DATASET CONTENT |
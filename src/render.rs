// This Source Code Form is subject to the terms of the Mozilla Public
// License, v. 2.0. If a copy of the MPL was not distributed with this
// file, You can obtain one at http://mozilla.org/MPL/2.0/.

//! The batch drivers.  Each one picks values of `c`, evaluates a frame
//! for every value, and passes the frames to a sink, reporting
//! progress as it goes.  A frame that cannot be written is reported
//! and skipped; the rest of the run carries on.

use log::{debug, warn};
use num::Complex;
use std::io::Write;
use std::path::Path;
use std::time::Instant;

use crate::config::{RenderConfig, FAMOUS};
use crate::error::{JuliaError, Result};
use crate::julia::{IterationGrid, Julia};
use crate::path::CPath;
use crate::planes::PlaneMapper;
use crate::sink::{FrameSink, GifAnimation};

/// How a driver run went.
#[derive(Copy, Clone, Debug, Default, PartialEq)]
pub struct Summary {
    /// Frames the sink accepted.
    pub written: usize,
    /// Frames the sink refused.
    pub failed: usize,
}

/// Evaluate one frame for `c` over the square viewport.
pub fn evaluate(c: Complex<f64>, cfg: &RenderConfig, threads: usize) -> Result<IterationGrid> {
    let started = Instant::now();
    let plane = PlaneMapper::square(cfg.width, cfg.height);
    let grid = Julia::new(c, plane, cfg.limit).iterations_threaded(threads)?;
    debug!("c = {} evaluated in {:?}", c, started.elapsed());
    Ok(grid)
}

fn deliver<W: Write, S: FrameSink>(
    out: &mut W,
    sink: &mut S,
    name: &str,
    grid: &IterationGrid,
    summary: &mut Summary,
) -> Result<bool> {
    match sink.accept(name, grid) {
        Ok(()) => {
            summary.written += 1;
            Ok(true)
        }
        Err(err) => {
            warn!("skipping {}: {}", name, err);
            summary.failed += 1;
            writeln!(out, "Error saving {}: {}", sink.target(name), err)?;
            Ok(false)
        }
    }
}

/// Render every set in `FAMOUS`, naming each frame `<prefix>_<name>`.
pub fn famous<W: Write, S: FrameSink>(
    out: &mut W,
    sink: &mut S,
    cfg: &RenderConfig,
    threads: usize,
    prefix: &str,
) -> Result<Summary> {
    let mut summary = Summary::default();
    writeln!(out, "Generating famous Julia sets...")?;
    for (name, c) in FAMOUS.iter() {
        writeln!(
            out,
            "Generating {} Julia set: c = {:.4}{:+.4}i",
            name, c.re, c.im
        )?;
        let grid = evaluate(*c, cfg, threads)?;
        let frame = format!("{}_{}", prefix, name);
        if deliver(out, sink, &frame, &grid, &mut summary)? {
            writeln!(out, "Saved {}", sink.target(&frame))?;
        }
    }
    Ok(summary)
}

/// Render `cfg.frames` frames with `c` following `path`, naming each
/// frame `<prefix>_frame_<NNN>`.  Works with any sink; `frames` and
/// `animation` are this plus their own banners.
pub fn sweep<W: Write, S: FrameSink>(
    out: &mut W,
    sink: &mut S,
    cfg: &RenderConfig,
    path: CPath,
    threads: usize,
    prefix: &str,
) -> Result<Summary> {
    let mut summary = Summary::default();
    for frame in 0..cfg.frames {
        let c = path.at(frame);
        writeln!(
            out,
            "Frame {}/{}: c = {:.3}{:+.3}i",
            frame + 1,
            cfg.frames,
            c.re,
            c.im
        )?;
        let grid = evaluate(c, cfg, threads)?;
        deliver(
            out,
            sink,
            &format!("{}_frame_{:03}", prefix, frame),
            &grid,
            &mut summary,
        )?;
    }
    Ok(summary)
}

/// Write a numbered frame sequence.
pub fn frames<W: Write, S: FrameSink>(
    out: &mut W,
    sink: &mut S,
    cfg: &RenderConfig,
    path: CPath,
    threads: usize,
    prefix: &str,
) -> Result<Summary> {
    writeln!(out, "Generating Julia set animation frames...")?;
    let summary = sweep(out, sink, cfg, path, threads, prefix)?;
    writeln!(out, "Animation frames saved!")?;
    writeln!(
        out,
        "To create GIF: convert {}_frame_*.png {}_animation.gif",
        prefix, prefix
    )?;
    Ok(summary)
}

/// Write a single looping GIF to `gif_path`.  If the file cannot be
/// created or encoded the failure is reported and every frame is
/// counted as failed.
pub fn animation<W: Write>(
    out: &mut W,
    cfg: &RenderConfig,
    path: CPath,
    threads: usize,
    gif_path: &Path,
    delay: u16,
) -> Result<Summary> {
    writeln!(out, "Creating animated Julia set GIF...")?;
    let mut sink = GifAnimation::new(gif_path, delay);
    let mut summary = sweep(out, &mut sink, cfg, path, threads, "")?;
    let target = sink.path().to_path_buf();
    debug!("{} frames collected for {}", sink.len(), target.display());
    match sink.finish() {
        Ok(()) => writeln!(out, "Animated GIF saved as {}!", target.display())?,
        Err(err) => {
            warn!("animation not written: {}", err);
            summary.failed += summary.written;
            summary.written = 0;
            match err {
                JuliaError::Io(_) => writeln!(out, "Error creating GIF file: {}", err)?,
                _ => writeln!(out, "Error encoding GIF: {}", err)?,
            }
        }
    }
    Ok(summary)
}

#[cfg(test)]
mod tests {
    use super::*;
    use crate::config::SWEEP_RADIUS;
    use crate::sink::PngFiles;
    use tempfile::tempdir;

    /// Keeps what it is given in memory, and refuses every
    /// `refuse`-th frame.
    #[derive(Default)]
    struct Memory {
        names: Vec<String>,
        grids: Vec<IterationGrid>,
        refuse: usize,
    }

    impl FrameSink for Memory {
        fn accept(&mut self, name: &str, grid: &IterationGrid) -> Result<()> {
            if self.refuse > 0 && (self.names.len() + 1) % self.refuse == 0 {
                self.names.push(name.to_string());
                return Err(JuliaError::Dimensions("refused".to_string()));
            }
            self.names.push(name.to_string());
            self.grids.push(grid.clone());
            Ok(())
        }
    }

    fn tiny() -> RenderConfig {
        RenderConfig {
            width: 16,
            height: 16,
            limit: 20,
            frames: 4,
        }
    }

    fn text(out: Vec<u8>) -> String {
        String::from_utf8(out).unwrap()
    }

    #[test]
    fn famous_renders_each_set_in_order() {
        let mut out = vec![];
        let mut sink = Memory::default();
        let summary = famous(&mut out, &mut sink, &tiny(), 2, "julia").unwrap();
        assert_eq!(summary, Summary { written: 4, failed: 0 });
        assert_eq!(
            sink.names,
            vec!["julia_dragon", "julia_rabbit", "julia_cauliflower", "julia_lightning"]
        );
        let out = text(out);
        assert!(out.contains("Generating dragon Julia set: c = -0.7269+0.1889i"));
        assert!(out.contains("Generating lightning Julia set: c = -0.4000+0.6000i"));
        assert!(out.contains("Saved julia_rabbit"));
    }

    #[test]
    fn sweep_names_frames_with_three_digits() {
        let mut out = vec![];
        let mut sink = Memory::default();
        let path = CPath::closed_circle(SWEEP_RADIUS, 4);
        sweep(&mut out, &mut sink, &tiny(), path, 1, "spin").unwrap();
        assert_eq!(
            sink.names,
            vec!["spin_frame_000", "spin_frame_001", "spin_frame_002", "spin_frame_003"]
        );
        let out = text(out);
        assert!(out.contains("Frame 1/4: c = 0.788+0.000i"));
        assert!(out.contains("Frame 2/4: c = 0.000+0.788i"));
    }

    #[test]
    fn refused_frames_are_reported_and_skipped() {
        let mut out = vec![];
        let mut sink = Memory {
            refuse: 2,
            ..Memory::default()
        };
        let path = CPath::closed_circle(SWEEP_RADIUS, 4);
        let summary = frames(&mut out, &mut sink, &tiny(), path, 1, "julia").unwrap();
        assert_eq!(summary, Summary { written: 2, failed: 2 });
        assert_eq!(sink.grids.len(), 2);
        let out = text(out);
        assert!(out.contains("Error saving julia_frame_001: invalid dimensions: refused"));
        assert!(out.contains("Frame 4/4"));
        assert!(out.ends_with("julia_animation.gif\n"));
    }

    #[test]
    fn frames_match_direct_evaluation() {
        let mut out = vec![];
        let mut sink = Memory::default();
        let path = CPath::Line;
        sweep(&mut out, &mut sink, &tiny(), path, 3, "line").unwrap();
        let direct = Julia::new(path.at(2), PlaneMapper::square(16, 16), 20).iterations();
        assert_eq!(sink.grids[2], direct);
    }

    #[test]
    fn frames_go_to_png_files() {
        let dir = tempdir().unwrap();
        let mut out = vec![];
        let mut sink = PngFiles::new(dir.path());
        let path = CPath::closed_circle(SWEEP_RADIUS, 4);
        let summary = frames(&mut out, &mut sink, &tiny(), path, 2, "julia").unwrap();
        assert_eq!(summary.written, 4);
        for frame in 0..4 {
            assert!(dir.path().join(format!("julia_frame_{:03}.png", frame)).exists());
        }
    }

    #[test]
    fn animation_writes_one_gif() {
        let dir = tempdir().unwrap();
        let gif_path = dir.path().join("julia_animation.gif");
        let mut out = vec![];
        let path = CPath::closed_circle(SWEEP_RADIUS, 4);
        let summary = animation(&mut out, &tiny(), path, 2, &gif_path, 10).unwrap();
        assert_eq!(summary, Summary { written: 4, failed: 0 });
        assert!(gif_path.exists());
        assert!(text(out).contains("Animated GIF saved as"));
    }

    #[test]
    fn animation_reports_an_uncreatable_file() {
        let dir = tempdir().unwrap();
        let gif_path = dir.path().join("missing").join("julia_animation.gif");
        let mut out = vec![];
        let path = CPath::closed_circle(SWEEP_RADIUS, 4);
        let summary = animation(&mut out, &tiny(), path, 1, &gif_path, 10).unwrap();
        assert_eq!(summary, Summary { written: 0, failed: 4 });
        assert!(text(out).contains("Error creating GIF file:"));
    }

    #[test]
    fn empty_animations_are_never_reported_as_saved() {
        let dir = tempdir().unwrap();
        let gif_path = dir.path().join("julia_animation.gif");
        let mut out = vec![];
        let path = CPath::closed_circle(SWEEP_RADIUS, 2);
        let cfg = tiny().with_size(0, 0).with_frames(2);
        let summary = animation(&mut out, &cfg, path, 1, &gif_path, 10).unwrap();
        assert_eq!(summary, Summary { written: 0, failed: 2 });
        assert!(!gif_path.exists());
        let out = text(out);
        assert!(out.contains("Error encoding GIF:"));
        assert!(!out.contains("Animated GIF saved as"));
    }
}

---

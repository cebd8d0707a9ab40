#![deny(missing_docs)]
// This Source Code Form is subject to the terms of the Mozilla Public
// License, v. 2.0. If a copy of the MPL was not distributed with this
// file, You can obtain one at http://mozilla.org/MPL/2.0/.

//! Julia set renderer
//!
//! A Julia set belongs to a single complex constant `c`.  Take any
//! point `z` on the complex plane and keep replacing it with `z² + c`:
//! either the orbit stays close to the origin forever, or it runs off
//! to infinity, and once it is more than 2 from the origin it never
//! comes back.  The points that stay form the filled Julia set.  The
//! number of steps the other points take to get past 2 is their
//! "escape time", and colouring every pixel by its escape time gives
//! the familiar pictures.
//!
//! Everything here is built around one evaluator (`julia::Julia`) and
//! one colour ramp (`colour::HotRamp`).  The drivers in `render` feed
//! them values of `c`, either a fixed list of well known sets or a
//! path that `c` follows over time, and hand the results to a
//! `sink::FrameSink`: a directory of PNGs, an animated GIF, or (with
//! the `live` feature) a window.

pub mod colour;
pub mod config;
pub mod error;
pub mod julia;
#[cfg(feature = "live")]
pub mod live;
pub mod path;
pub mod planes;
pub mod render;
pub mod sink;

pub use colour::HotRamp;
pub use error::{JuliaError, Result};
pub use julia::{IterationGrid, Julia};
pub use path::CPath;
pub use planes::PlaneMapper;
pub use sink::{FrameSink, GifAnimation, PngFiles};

YOUR GOAL | Copy each line of the listing that carries the word "points".

TASK ANSWER |
//! comes back.  The points that stay form the filled Julia set.  The
//! number of steps the other points take to get past 2 is their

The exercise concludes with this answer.